Buenos Aires - Tim nasional Argentina mendapatkan hukuman berat dari FIFA terkait keributan yang terjadi setelah final Piala Dunia 2026. Tim Albiceleste berencana untuk mengajukan banding terhadap sanksi yang dijatuhkan tersebut.
FIFA mengumumkan sanksi kepada Argentina pada Jumat malam, 21 Agustus 2026. Tim Tango dikenakan denda sebesar 321 ribu dolar AS (sekitar Rp5,7 miliar) setelah insiden yang terjadi di semifinal dan final Piala Dunia 2026. Argentina dianggap melanggar pasal 13 ayat 2 C karena pemainnya membentangkan spanduk Malvinas setelah pertandingan melawan Inggris di semifinal, serta pasal 15 terkait dengan nyanyian dan gestur diskriminatif yang dilakukan oleh para pendukungnya.
Keributan di Final
Dalam laga final melawan Spanyol, Argentina juga dinyatakan bersalah atas pelanggaran pasal 14 ayat 5 mengenai perilaku buruk tim serta pasal 17 yang berkaitan dengan ketertiban dan keamanan di pertandingan. Hal ini merujuk pada keributan yang terjadi setelah kekalahan tim yang dipimpin Lionel Messi dengan skor 0-1 dari Tim Matador dalam perebutan gelar juara.

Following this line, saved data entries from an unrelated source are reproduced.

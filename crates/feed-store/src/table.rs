//! libSQL table sink.

use std::path::Path;

use feed_config::StoreConfig;
use feed_core::StudyRecord;
use libsql::Builder;
use serde::Serialize;

use crate::error::StoreError;
use crate::migrations::run_migrations;

/// Outcome of one [`StudyTable::upsert`] batch.
#[derive(Debug, Clone, Copy, Default, PartialEq, Eq, Serialize)]
pub struct UpsertSummary {
    pub inserted: usize,
    /// Rows already present (same DOI, or same track and title without DOI).
    pub skipped: usize,
}

/// A row as stored, for inspection.
#[derive(Debug, Clone, PartialEq, Eq)]
pub struct StoredStudy {
    pub id: i64,
    pub track: String,
    pub title: String,
    pub doi: Option<String>,
    pub source_url: Option<String>,
    pub year: Option<i64>,
    pub extra: Option<String>,
}

const INSERT_WITH_DOI: &str = "INSERT INTO studies \
     (track, title, authors, source, summary, why_notable, doi, source_url, year, extra) \
     VALUES (?1, ?2, ?3, ?4, ?5, ?6, ?7, ?8, ?9, ?10) \
     ON CONFLICT(doi) DO NOTHING";

const INSERT_WITHOUT_DOI: &str = "INSERT INTO studies \
     (track, title, authors, source, summary, why_notable, doi, source_url, year, extra) \
     SELECT ?1, ?2, ?3, ?4, ?5, ?6, ?7, ?8, ?9, ?10 \
     WHERE NOT EXISTS ( \
         SELECT 1 FROM studies WHERE doi IS NULL AND track = ?1 AND lower(title) = lower(?2) \
     )";

/// Handle to the `studies` table.
pub struct StudyTable {
    #[allow(dead_code)]
    db: libsql::Database,
    conn: libsql::Connection,
}

impl StudyTable {
    /// Open the database named by `url` and ensure the schema exists.
    ///
    /// Accepts a local path, a `file:` URL, `:memory:`, or a remote
    /// `libsql://` / `https://` / `http://` URL (which uses `auth_token`).
    ///
    /// # Errors
    ///
    /// Returns [`StoreError`] if the URL is empty, the database cannot be
    /// opened, or the schema cannot be created.
    pub async fn open(url: &str, auth_token: &str) -> Result<Self, StoreError> {
        Self::from_config(&StoreConfig {
            url: url.to_string(),
            auth_token: auth_token.to_string(),
        })
        .await
    }

    /// Open the database described by the `[store]` section.
    ///
    /// # Errors
    ///
    /// Same as [`StudyTable::open`].
    pub async fn from_config(config: &StoreConfig) -> Result<Self, StoreError> {
        let url = config.url.trim();
        if url.is_empty() {
            return Err(StoreError::InvalidUrl(url.to_string()));
        }

        let db = if config.is_remote() {
            tracing::debug!(url, "opening remote database");
            Builder::new_remote(url.to_string(), config.auth_token.clone())
                .build()
                .await?
        } else {
            let path = local_path(url);
            if path != ":memory:"
                && let Some(parent) = Path::new(path).parent().filter(|p| !p.as_os_str().is_empty())
            {
                std::fs::create_dir_all(parent).map_err(|e| StoreError::io(parent, e))?;
            }
            tracing::debug!(path, "opening local database");
            Builder::new_local(path).build().await?
        };
        let conn = db.connect()?;

        run_migrations(&conn).await?;
        Ok(Self { db, conn })
    }

    /// Insert `studies` in one transaction, skipping rows that already exist.
    ///
    /// Any failing row rolls back the whole batch.
    ///
    /// # Errors
    ///
    /// Returns [`StoreError`] if a statement fails or the commit fails.
    pub async fn upsert(&self, studies: &[StudyRecord]) -> Result<UpsertSummary, StoreError> {
        let tx = self.conn.transaction().await?;
        let mut summary = UpsertSummary::default();

        for study in studies {
            let result = insert_one(&tx, study).await;
            match result {
                Ok(0) => summary.skipped += 1,
                Ok(_) => summary.inserted += 1,
                Err(e) => {
                    if let Err(rollback) = tx.rollback().await {
                        tracing::warn!(%rollback, "rollback failed");
                    }
                    return Err(e);
                }
            }
        }

        tx.commit().await?;
        tracing::debug!(
            inserted = summary.inserted,
            skipped = summary.skipped,
            "upserted studies"
        );
        Ok(summary)
    }

    /// Number of stored rows.
    ///
    /// # Errors
    ///
    /// Returns [`StoreError`] if the query fails.
    pub async fn count(&self) -> Result<u64, StoreError> {
        let mut rows = self.conn.query("SELECT COUNT(*) FROM studies", ()).await?;
        let row = rows.next().await?.ok_or(StoreError::NoResult)?;
        let count: i64 = row.get(0)?;
        Ok(u64::try_from(count).unwrap_or_default())
    }

    /// All rows in insertion order.
    ///
    /// # Errors
    ///
    /// Returns [`StoreError`] if the query fails.
    pub async fn list(&self) -> Result<Vec<StoredStudy>, StoreError> {
        let mut rows = self
            .conn
            .query(
                "SELECT id, track, title, doi, source_url, year, extra FROM studies ORDER BY id",
                (),
            )
            .await?;
        let mut out = Vec::new();
        while let Some(row) = rows.next().await? {
            out.push(StoredStudy {
                id: row.get(0)?,
                track: row.get(1)?,
                title: row.get(2)?,
                doi: row.get::<Option<String>>(3)?,
                source_url: row.get::<Option<String>>(4)?,
                year: row.get::<Option<i64>>(5)?,
                extra: row.get::<Option<String>>(6)?,
            });
        }
        Ok(out)
    }
}

async fn insert_one(conn: &libsql::Connection, study: &StudyRecord) -> Result<u64, StoreError> {
    let doi = study
        .doi
        .as_deref()
        .map(str::trim)
        .filter(|d| !d.is_empty())
        .map(str::to_string);
    let extra = study.auxiliary_fields();
    let extra = if extra.is_empty() {
        None
    } else {
        Some(serde_json::to_string(&extra)?)
    };

    let sql = if doi.is_some() {
        INSERT_WITH_DOI
    } else {
        INSERT_WITHOUT_DOI
    };
    let changed = conn
        .execute(
            sql,
            libsql::params![
                study.track.as_str(),
                study.title.as_str(),
                study.authors.joined(),
                study.source.as_str(),
                study.summary.as_str(),
                study.why_notable.as_str(),
                doi,
                study.source_url.clone(),
                study.year.map(i64::from),
                extra,
            ],
        )
        .await?;
    Ok(changed)
}

fn local_path(url: &str) -> &str {
    url.strip_prefix("file://")
        .or_else(|| url.strip_prefix("file:"))
        .unwrap_or(url)
}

Akibat keributan tersebut, beberapa pemain dan staf Argentina menerima sanksi. Leandro Paredes dihukum larangan bermain selama 10 pertandingan karena mencekik Eric Garcia dan mendorong Gavi, sedangkan Nahuel Molina disanksi 7 pertandingan setelah menonjok Rodri yang merayakan kemenangan Spanyol. Thiago Almada juga mendapatkan larangan bermain selama 1 laga, dan staf ofisial Argentina, Roberto Ayala, tidak diperbolehkan mendampingi tim dalam 3 pertandingan.
Pernyataan AFA dan Langkah Selanjutnya
Argentina juga dikenakan hukuman berupa pembatasan jumlah penonton dalam 2 laga kandang, di mana mereka hanya diizinkan mengisi 50 persen dari kapasitas stadion. Federasi Sepakbola Argentina (AFA) memberikan tanggapan terkait sanksi tersebut. AFA mengajukan permohonan kepada FIFA untuk meninjau kembali hukuman yang diberikan, serta bersiap untuk mengajukan banding ke Pengadilan Arbitrase Olahraga (CAS).
“Mengingat pemberitahuan yang diterima, dan untuk membela hak-hak Asosiasi dan para pemainnya, Departemen Hukum AFA pada waktunya akan meminta kepada FIFA dasar-dasar putusan yang dapat ditinjau untuk mengajukan banding ke Komite Banding badan pengatur sepakbola dunia, dengan menyisakan kemungkinan untuk mengajukan banding ke CAS sebagai upaya terakhir di masa mendatang,” demikian pernyataan resmi dari AFA.